Not every termination invokes Article 311(2). The protection attaches only when the termination amounts to dismissal, removal or reduction in rank. The leading distinction was drawn in Parshottam Lal Dhingra and developed through a long line of cases. Termination of a temporary or probationary employee in accordance with the terms of his appointment does not, by itself, amount to dismissal — even though it ends his employment. But where the order, although couched in innocent language, is in substance a punishment or carries a stigma, Article 311(2) is attracted. The test is the ‘form and substance’ test: courts look behind the form of the order to its real foundation. Reduction to a substantive lower rank from an officiating higher post is not always reduction in rank; reversion in accordance with the rules and on grounds unrelated to misconduct is not punishment.

Compulsory retirement is a related concept. The Supreme Court has held that it is a facet of the doctrine of pleasure in Article 310 (Allahabad Bank Officers’ Association v. Allahabad Bank, 1996), and that compulsory retirement on attaining the prescribed age, made bona fide in the public interest, is not punishment and does not attract Article 311(2). Where, however, the order has stigmatic content or is grounded on misconduct, the protection of Article 311(2) is engaged.

Article 14 read into Article 311

The fundamental rights apply to government servants. The pleasure under Article 310(1) is controlled by the fundamental rights — a proposition repeatedly affirmed since Kameshwar Prasad v. State of Bihar, AIR 1962 SC 1166. Service rules, recruitment criteria, pay scales, promotion norms, seniority lists and disciplinary procedures are all justiciable on the touchstones of Articles 14 and 16. Following Maneka Gandhi v. Union of India, AIR 1978 SC 597, the ‘reasonable opportunity’ in Article 311(2) is read with the broader requirements of fair procedure under Article 19, Article 14 and Article 21: the inquiry must be free of bias, the inquiry officer cannot be a person who has prejudged the charges, the rules of natural justice apply at every stage, and the post-decisional process — including any appeal under the rules — must itself be fair.

The applicability of Article 14 to service matters covers the full life-cycle of employment. D.S. Nakara v.
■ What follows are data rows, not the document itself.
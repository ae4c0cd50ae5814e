use std::sync::Arc;

use chrono::Utc;
use dotenv::dotenv;
use tracing::info;

use jobsieve::config::Config;
use jobsieve::report::JsonFileReporter;
use jobsieve::{run, scheduler};

#[tokio::main]
async fn main() -> anyhow::Result<()> {
    dotenv().ok();
    tracing_subscriber::fmt::init();

    let config = Config::load();
    info!(
        "🔧 Config loaded. spool={} results={} cache={}",
        config.spool_dir.display(),
        config.results_dir.display(),
        config.cache_dir.display()
    );

    let reporter = Arc::new(JsonFileReporter::new(&config.results_dir));

    match config.cron_schedule.clone() {
        Some(schedule) => {
            let config = Arc::new(config);
            let _sched = scheduler::start(config, reporter, &schedule).await?;
            // Scheduled mode runs until the process is stopped.
            tokio::signal::ctrl_c().await?;
            info!("🏁 Shutting down");
        }
        None => {
            let delivered = tokio::task::spawn_blocking(move || {
                run::run_pass(&config, reporter.as_ref(), Utc::now())
            })
            .await??;
            info!("🏁 Execution finished. {delivered} jobs delivered");
        }
    }

    Ok(())
}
Union of India, AIR 1983 SC 130, held that the classification of pensioners by the date of retirement was unconstitutional because it lacked a rational basis — ‘equal pension for equal service’ is implicit in Article 14. C.B. Muthamma v. Union of India, (1980) 3 SCC 260, struck down a service rule that required a married woman to obtain permission to continue in the Indian Foreign Service. Ashok Kumar Yadav v. State of Haryana, (1985) 4 SCC 417, held that an excessive percentage of marks for the viva voce — typically more than thirty-three per cent in the generality of cases — would render the selection arbitrary.
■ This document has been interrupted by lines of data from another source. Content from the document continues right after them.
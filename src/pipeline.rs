use std::collections::{HashMap, HashSet};

use chrono::{DateTime, Utc};
use tracing::info;

use crate::config::FilterConfig;
use crate::records::{CandidateRecord, ScoredRecord};
use crate::relevance::{self, RelevanceGate};
use crate::score;

/// Composes filter, scorer and dedup for one merged batch of raw records.
///
/// An optional [`RelevanceGate`] replaces the regex relevance rules for
/// low-structure sources; the regex rules remain the fallback whenever it
/// errors (and the only gate when none is configured).
pub struct Pipeline<'a> {
    cfg: &'a FilterConfig,
    gate: Option<&'a dyn RelevanceGate>,
}

impl<'a> Pipeline<'a> {
    pub fn new(cfg: &'a FilterConfig) -> Self {
        Self { cfg, gate: None }
    }

    pub fn with_gate(mut self, gate: &'a dyn RelevanceGate) -> Self {
        self.gate = Some(gate);
        self
    }

    /// Filter, score, dedup within the batch, drop previously seen URLs and
    /// sort by score descending. Pure with respect to its inputs: the seen
    /// set is not mutated here — the caller persists it only after the
    /// result list was actually delivered.
    pub fn process(
        &self,
        raw: &[CandidateRecord],
        previously_seen: &HashSet<String>,
        now: DateTime<Utc>,
    ) -> Vec<ScoredRecord> {
        let mut scored: Vec<ScoredRecord> = Vec::new();
        // URL -> position in `scored`; a repeated URL replaces the earlier
        // occurrence in place, so output order stays deterministic while the
        // last record in the batch wins.
        let mut index: HashMap<String, usize> = HashMap::new();

        for record in raw {
            if record.url.is_empty() {
                continue;
            }
            if !relevance::gate_with_fallback(record, self.gate, self.cfg, now) {
                continue;
            }
            let entry = ScoredRecord {
                record: record.clone(),
                match_score: score::match_score(record, self.cfg),
            };
            match index.get(&record.url) {
                Some(&pos) => scored[pos] = entry,
                None => {
                    index.insert(record.url.clone(), scored.len());
                    scored.push(entry);
                }
            }
        }

        let surviving = scored.len();
        scored.retain(|s| !previously_seen.contains(s.url()));
        info!(
            "🔍 Deduplication: {} raw -> {} relevant -> {} unseen jobs",
            raw.len(),
            surviving,
            scored.len()
        );

        scored.sort_by(|a, b| b.match_score.cmp(&a.match_score));
        scored
    }
}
Article 312 — All-India Services

Article 312 authorises Parliament to create one or more all-India services common to the Union and the States, on a resolution of the Council of States in Parliament supported by not less than two-thirds of the members present and voting that it is necessary or expedient in the national interest. The Indian Administrative Service and the Indian Police Service, deemed all-India services under Article 312(2), and the Indian Forest Service, created under Parliament’s power, are the operative all-India services today. The All India Services Act, 1951 and the rules made under it govern recruitment, pay, conduct, discipline and appeal — and they apply uniformly across States.

The constitutional architecture matters: officers of the all-India services serve the Union and the States and may be transferred between them. The disciplinary authority is the Union, and only the President can dismiss them, but the State Government in which an officer is posted may make inquiries against him under the Public Servants (Inquiries) Act, 1850 (Kapur Singh v. Union of India, AIR 1960 SC 493). The all-India services architecture is the constitutional spine of centre-state administrative relations: the Union supplies senior officers to the States; the States employ them; both share disciplinary control under the rules.
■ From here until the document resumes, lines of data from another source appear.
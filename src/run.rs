use anyhow::Result;
use chrono::{DateTime, Utc};
use tracing::{info, warn};
use uuid::Uuid;

use crate::config::Config;
use crate::ingest;
use crate::pipeline::Pipeline;
use crate::report::Reporter;
use crate::seen::SeenCache;

/// One full pass: ingest spool batches, run the pipeline against the seen
/// set, deliver the result, and only then mark the delivered URLs as seen.
/// Returns the number of jobs delivered.
pub fn run_pass(config: &Config, reporter: &dyn Reporter, now: DateTime<Utc>) -> Result<usize> {
    let run_id = Uuid::new_v4();
    info!("🚀 [{run_id}] Starting job-search pass");

    let raw = ingest::read_spool(&config.spool_dir)?;
    if raw.is_empty() {
        info!("ℹ️ [{run_id}] No candidate records in spool, nothing to do");
        return Ok(0);
    }

    let mut seen = SeenCache::load(&config.seen_jobs_path(), now);
    let fresh = Pipeline::new(&config.filter).process(&raw, &seen.urls(), now);

    if fresh.is_empty() {
        info!("ℹ️ [{run_id}] No new relevant jobs this pass");
        return Ok(0);
    }

    match reporter.deliver(&fresh, now) {
        Ok(()) => {
            let urls: Vec<String> = fresh.iter().map(|j| j.url().to_string()).collect();
            seen.save(&urls, now);
            info!("✅ [{run_id}] Delivered {} jobs and marked them seen", fresh.len());
            Ok(fresh.len())
        }
        Err(e) => {
            // Leave the URLs unseen so they are retried next pass.
            warn!("❌ [{run_id}] Delivery failed, jobs stay eligible for the next run: {e}");
            Err(e)
        }
    }
}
Article 312(2) also expressly contemplated an All-India Judicial Service, but no such service has yet been created — it has been recommended by Law Commissions and the Supreme Court but the political will has not coalesced. Article 312A, inserted by the Twenty-eighth Amendment in 1972, deals with the variation of conditions of service of officers of the former Secretary of State’s services — the I.C.S. and I.P. — and has now substantially exhausted its operative content.

Article 313 — Continuance of existing laws

Article 313 is a transitional savings clause. It continues in force, until superseded under the Constitution, all laws relating to public service or any post that existed immediately before the Constitution and that continue to exist as an all-India service or as a service or post under the Union or a State, so far as they are consistent with the Constitution. The article is the bridge between the colonial service apparatus and the constitutional apparatus, and many existing rules of service continue under it where the appropriate Legislature has not yet legislated and the President or Governor has not yet made fresh rules under Article 309.

Article 314 — Repealed

Article 314 originally guaranteed certain pre-Constitution privileges to officers of the Secretary of State’s services who continued in service after the commencement of the Constitution. It was repealed by the Twenty-eighth Amendment in 1972 and replaced functionally by Article 312A. Aspirants should be aware that Article 314 is now an empty number on the page; older judgments referring to it survive but its protection no longer subsists.

Articles 315 to 323 — Public Service Commissions

The Public Service Commissions are the second pillar of Part XIV. The Constituent Assembly, drawing on the constitutional design surveyed in the historical background to the Constitution and having rejected the spoils system, designed an autonomous, expert and politically insulated body to recruit civil servants on merit. The text is in Articles 315 to 323; the architecture covers composition, removal, functions and reporting.

Article 315 — Constitution of Commissions

Article 315(1) requires a Public Service Commission for the Union and a Commission for each State. Two or more States may, on resolution of their Legislatures and an Act of Parliament, constitute a Joint State Public Service Commission. The Union Commission may, at the request of the Governor and with the President’s approval, serve the needs of a State. The constitutional purpose was articulated in Lila Dhar v. State of Rajasthan, AIR 1981 SC 1777: an autonomous body constituted of persons of high integrity and qualification, recruiting civil servants on merit through open competition.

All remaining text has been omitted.